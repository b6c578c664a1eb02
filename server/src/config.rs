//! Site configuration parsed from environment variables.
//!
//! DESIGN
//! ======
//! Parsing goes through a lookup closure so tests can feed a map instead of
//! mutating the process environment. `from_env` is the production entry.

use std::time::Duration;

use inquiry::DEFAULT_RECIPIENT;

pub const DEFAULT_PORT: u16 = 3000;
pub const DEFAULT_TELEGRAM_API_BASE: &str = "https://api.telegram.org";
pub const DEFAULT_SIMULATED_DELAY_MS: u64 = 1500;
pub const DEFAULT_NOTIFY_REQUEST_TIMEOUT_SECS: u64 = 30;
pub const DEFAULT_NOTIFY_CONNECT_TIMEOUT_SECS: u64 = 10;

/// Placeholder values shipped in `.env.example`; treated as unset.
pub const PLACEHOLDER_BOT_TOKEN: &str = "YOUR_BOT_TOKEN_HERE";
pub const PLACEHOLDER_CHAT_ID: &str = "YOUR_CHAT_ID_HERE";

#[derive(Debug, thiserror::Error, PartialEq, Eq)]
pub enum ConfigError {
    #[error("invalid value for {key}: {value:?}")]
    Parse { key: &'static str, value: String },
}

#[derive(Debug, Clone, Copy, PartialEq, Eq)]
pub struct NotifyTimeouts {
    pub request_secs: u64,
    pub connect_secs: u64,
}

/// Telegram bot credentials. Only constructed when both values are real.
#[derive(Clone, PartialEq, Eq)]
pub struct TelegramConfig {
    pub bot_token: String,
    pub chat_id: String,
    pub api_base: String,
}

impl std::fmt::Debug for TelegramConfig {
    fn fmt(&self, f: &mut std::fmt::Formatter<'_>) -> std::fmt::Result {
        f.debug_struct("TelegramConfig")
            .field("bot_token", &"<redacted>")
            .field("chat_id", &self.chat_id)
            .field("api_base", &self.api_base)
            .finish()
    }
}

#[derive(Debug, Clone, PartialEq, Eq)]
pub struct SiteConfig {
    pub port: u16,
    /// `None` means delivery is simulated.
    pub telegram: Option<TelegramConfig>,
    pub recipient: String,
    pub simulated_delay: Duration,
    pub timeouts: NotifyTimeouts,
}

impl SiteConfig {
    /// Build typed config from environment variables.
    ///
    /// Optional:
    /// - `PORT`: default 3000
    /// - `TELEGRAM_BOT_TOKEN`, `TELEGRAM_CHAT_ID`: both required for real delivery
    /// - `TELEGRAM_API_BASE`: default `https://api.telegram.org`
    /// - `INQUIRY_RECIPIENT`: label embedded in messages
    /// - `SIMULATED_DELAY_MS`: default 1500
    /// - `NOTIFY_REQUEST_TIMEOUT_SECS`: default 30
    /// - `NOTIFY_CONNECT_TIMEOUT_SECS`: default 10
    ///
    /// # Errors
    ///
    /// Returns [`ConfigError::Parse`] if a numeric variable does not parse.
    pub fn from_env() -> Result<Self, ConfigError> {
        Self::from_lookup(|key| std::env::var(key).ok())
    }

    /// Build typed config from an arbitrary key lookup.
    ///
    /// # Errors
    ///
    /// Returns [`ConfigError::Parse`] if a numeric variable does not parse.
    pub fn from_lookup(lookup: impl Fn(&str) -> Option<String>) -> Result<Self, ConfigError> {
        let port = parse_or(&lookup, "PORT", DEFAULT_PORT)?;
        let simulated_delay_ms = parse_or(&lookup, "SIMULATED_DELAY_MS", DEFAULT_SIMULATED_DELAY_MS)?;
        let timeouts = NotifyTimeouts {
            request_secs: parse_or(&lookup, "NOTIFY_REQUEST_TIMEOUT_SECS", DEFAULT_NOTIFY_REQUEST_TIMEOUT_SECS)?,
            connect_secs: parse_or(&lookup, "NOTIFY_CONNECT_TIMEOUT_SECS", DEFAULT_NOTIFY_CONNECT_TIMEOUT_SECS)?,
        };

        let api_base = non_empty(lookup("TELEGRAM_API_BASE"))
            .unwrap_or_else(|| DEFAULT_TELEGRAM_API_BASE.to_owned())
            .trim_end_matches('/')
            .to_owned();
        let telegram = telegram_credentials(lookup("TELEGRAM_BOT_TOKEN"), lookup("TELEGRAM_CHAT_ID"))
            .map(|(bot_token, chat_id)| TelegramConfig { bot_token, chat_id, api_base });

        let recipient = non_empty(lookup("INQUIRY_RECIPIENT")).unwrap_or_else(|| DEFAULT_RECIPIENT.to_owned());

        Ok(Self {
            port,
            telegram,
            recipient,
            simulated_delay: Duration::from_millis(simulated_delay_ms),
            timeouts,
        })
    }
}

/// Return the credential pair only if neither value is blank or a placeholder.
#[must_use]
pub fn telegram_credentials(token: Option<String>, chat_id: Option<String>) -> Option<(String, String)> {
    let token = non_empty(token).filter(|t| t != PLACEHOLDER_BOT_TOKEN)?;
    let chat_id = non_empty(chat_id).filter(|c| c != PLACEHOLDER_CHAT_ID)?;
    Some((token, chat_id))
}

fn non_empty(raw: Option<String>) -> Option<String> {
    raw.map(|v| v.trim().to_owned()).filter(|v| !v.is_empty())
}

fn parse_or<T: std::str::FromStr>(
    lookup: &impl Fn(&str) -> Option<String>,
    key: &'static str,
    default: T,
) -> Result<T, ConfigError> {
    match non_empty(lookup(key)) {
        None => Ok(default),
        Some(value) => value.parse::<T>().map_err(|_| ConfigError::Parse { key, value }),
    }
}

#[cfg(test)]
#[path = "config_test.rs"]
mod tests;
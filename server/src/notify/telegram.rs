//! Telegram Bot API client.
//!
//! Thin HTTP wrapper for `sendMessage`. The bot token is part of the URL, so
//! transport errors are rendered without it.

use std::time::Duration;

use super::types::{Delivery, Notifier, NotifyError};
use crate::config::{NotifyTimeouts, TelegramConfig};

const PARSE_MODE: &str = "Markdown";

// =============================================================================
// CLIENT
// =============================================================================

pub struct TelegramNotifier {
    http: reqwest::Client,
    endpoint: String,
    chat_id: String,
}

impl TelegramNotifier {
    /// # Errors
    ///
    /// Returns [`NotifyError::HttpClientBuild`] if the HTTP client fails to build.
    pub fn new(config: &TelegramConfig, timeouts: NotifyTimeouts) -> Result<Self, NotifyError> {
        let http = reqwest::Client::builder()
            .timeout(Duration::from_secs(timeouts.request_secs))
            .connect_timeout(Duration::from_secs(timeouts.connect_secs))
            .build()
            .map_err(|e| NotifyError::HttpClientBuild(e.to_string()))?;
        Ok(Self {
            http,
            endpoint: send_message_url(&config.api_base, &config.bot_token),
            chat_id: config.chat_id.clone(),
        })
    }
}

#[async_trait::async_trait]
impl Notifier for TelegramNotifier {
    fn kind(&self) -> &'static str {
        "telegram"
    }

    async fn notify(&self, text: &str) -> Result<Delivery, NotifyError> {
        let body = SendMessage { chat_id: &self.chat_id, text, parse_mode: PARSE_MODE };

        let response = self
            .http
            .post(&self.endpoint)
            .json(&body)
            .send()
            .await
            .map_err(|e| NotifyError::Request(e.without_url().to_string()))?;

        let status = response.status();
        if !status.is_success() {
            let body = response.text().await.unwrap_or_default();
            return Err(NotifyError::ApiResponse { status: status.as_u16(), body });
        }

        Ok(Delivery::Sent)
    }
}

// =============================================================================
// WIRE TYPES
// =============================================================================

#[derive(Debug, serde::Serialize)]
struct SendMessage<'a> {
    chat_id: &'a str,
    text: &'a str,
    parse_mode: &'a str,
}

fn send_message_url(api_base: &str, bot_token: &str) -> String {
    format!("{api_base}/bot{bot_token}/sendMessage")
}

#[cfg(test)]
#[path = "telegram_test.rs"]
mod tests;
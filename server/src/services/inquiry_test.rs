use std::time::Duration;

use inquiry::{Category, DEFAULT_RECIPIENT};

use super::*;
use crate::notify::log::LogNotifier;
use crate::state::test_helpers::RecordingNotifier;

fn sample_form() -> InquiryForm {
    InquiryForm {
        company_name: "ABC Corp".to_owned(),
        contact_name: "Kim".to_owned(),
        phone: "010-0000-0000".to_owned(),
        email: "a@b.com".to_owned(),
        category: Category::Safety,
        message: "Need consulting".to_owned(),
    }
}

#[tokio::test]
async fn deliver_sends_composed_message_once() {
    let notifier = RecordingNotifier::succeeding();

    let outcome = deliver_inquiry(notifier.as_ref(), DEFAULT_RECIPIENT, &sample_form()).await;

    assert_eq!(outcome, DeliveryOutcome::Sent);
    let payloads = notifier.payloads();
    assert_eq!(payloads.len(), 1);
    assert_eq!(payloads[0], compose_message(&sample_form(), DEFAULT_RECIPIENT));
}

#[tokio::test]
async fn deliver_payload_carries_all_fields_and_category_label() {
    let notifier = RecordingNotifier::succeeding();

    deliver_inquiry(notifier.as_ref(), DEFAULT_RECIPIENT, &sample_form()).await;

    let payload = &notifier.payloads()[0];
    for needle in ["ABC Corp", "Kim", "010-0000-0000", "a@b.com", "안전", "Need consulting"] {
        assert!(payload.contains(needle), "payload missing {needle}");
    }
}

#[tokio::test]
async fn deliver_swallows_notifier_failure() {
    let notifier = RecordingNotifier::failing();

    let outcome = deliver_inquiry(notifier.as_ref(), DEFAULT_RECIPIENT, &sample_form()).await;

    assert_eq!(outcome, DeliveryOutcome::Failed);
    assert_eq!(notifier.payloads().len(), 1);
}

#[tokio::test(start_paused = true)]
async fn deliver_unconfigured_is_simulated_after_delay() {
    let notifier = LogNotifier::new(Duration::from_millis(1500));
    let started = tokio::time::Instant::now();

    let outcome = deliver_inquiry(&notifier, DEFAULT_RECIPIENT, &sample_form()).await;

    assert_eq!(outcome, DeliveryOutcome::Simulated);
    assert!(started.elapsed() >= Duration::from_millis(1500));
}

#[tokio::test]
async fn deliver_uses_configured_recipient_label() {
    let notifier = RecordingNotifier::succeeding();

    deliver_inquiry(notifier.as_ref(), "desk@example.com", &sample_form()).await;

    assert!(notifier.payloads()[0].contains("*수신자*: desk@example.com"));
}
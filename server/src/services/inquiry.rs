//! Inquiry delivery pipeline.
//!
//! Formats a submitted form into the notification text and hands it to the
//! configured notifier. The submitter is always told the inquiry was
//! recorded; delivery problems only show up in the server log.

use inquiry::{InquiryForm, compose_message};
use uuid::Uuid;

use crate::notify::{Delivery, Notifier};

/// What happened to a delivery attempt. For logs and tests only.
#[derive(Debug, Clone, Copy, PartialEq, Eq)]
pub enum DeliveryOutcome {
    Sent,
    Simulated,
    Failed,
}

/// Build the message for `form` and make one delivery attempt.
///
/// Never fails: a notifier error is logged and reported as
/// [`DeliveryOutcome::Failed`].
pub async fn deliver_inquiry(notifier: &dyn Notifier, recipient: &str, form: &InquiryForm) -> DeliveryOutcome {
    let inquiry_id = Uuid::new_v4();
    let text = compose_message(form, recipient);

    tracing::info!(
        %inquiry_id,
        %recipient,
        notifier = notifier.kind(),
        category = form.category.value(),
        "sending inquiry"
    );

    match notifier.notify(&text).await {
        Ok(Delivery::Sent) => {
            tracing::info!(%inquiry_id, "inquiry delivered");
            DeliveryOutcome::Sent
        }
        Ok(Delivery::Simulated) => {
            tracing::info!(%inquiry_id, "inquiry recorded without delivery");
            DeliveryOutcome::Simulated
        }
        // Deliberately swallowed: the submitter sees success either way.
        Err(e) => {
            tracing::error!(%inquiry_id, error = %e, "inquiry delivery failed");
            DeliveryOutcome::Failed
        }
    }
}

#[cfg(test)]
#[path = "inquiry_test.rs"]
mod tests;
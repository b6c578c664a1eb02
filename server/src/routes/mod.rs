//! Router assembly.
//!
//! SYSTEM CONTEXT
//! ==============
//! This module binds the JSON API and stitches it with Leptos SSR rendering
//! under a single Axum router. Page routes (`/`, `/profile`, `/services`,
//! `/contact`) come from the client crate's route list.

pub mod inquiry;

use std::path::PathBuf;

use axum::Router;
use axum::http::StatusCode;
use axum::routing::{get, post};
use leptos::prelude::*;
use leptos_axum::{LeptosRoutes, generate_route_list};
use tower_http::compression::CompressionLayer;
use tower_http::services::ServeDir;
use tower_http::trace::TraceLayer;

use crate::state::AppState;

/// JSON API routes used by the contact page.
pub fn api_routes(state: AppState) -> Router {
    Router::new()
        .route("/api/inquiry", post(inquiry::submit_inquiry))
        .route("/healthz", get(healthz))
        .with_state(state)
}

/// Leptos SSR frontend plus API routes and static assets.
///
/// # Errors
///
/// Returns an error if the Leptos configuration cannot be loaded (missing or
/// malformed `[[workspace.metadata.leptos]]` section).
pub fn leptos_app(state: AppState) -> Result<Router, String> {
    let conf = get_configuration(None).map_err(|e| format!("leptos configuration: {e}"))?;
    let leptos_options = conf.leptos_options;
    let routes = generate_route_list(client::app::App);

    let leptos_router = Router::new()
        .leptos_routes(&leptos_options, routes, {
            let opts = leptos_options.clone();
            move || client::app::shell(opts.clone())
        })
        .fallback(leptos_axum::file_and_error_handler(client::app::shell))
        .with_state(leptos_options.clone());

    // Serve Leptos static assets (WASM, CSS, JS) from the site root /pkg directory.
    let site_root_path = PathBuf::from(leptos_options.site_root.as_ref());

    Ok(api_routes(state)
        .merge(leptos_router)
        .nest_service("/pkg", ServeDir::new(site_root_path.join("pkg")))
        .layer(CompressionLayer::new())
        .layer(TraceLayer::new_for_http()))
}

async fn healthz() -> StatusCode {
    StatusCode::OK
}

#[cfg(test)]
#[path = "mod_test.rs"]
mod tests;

====

• [Task objective]: Each line from the top of the data, up to and including the line that contains "map instead of", should be set down exactly.

• [Answer to the problem]:
repository b6c578c664a1eb02
filename server/src/config.rs
//! Site configuration parsed from environment variables.
//!
//! DESIGN
//! ======
//! Parsing goes through a lookup closure so tests can feed a map instead of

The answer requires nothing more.